Lundi 4 décembre 2017 - 20h30
Christophe Agou et les âmes que cache le Forez
Juste avant sa mort en 2015, le photographe signait «Sans adieu», un documentaire poétique et sensible sur des paysans auvergnats face à la désertification.
Christophe Agou (mort en 2015, à 45 ans, juste après avoir achevé le premier montage de Sans adieu) était photographe. En 2010, il avait consacré un bel ouvrage à des fermiers de sa région natale, le Forez, en Auvergne (Face au silence, Acte Sud). Résidant à New York, il venait régulièrement leur rendre visite depuis 2002 et, parallèlement à son travail photographique, il les filmait avec une petite caméra DVcam, longtemps sans penser qu’il en ferait un film (l’idée est venue en 2010 du cinéaste et producteur Pierre Vinour, qui a porté le film jusqu’au bout).

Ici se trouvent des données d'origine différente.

//! Sub-agents as tools

use super::agent::Agent;
use super::runner::AgentRunner;
use serde_json::json;
use std::collections::HashMap;
use std::sync::Arc;
use std::time::Instant;
use wayfarer_tools::{Result, Tool, ToolCategory, ToolDefinition, ToolResult};

/// Exposes an [`Agent`] to a parent agent as a tool taking `{"request": ..}`
pub struct AgentTool {
    agent: Agent,
    runner: Arc<AgentRunner>,
    definition: ToolDefinition,
}

impl AgentTool {
    /// Wrap `agent`, running it on `runner`
    #[must_use]
    pub fn new(agent: Agent, runner: Arc<AgentRunner>) -> Self {
        let definition = ToolDefinition::new(&agent.name, &agent.description)
            .with_category(ToolCategory::Agent)
            .with_parameters(json!({
                "type": "object",
                "properties": {
                    "request": {
                        "type": "string",
                        "description": "What the agent should do, with every detail it needs"
                    }
                },
                "required": ["request"]
            }));
        Self {
            agent,
            runner,
            definition,
        }
    }

    /// Wrapped agent
    #[must_use]
    pub fn agent(&self) -> &Agent {
        &self.agent
    }
}

#[async_trait::async_trait]
impl Tool for AgentTool {
    fn definition(&self) -> &ToolDefinition {
        &self.definition
    }

    async fn execute(&self, input: serde_json::Value) -> Result<ToolResult> {
        let start = Instant::now();
        let request = input
            .get("request")
            .and_then(|v| v.as_str())
            .unwrap_or_default();
        if request.trim().is_empty() {
            return Ok(ToolResult::failure(
                "Missing required parameter: request",
                0,
            ));
        }

        let elapsed = || start.elapsed().as_millis() as u64;
        match self
            .runner
            .run(&self.agent, &[], request, &HashMap::new())
            .await
        {
            Ok(text) => Ok(ToolResult::success(
                json!({ "agent": self.agent.name, "response": text }),
                elapsed(),
            )),
            Err(e) => Ok(ToolResult::failure(e.to_string(), elapsed())),
        }
    }
}
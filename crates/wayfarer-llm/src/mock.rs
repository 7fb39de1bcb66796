//! Scripted LLM provider
//!
//! Replays queued replies in order and records every request it sees, so
//! agent tests can assert on the exact tool payloads fed back to the model.

use crate::error::{Error, Result};
use crate::provider::LlmProvider;
use crate::turn::{TurnReply, TurnRequest};

use std::collections::VecDeque;
use std::sync::Mutex;

/// A mock LLM provider that returns queued replies or a default echo.
#[derive(Default)]
pub struct MockProvider {
    replies: Mutex<VecDeque<Result<TurnReply>>>,
    requests: Mutex<Vec<TurnRequest>>,
}

impl MockProvider {
    /// Create a new mock provider.
    #[must_use]
    pub fn new() -> Self {
        Self::default()
    }

    /// Queue a reply.
    pub fn push_response(&self, reply: TurnReply) {
        self.replies
            .lock()
            .unwrap_or_else(|e| e.into_inner())
            .push_back(Ok(reply));
    }

    /// Queue a plain text answer.
    pub fn push_text(&self, content: impl Into<String>) {
        self.push_response(TurnReply::answer(content));
    }

    /// Queue a failure.
    pub fn push_error(&self, error: Error) {
        self.replies
            .lock()
            .unwrap_or_else(|e| e.into_inner())
            .push_back(Err(error));
    }

    /// Every request received so far, oldest first.
    #[must_use]
    pub fn requests(&self) -> Vec<TurnRequest> {
        self.requests
            .lock()
            .unwrap_or_else(|e| e.into_inner())
            .clone()
    }
}

#[async_trait::async_trait]
impl LlmProvider for MockProvider {
    fn name(&self) -> &str {
        "mock"
    }

    fn default_model(&self) -> &str {
        "mock-model"
    }

    async fn complete_turn(&self, request: TurnRequest) -> Result<TurnReply> {
        let echo = format!("mock: {}", request.last_user_message());
        self.requests
            .lock()
            .unwrap_or_else(|e| e.into_inner())
            .push(request);

        self.replies
            .lock()
            .unwrap_or_else(|e| e.into_inner())
            .pop_front()
            .unwrap_or_else(|| Ok(TurnReply::answer(echo)))
    }
}

#[cfg(test)]
mod tests {
    use super::*;
    use crate::Message;

    #[tokio::test]
    async fn test_queue_then_default_echo() {
        let provider = MockProvider::new();
        provider.push_text("first");

        let request = TurnRequest::new("", vec![Message::user("hello")]);
        let first = provider.complete_turn(request.clone()).await.unwrap();
        assert_eq!(first.content.as_deref(), Some("first"));

        let second = provider.complete_turn(request).await.unwrap();
        assert_eq!(second.content.as_deref(), Some("mock: hello"));
        assert_eq!(provider.requests().len(), 2);
    }

    #[test]
    fn test_queued_error() {
        let provider = MockProvider::new();
        provider.push_error(Error::RateLimit);
        let result = tokio_test::block_on(provider.complete_turn(TurnRequest::default()));
        assert!(matches!(result, Err(Error::RateLimit)));
    }

    #[test]
    fn test_resolve_model() {
        let provider = MockProvider::new();
        assert_eq!(provider.resolve_model(""), "mock-model");
        assert_eq!(provider.resolve_model("other"), "other");
    }
}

C’est la première chose qui frappe dans Sans adieu : le côté brut de ces plans qui n’ont d’abord existé que par la nécessité d’enregistrer pour enregistrer, dans une sorte d’urgence à préserver une réalité négligée, abandonnée. Lorsqu’il filmait, Agou ne cherchait pas à faire de belles images, mais à rendre compte de quelque chose de plus essentiel et concret. Les compositions et les angles étranges de ses plans (beaucoup de plongées et de contre-plongées) n’apparaissent jamais comme des coquetteries esthétiques mais répondent à la volonté d’accorder une grande place aux bêtes, aux objets, aux matières (terre, rouille, suie…) qui constituent le milieu où vivent les êtres qu’il filme, jusqu’à parfois adopter un point de vue quasi animal (celui du chien ou de l’oie, voire des mouches). D’où l’étrangeté poétique qui en découle, éminemment physique, tactile (sensation que renforce la rugosité de l’image DV, support que le cinéaste a tenu à garder jusqu’au bout).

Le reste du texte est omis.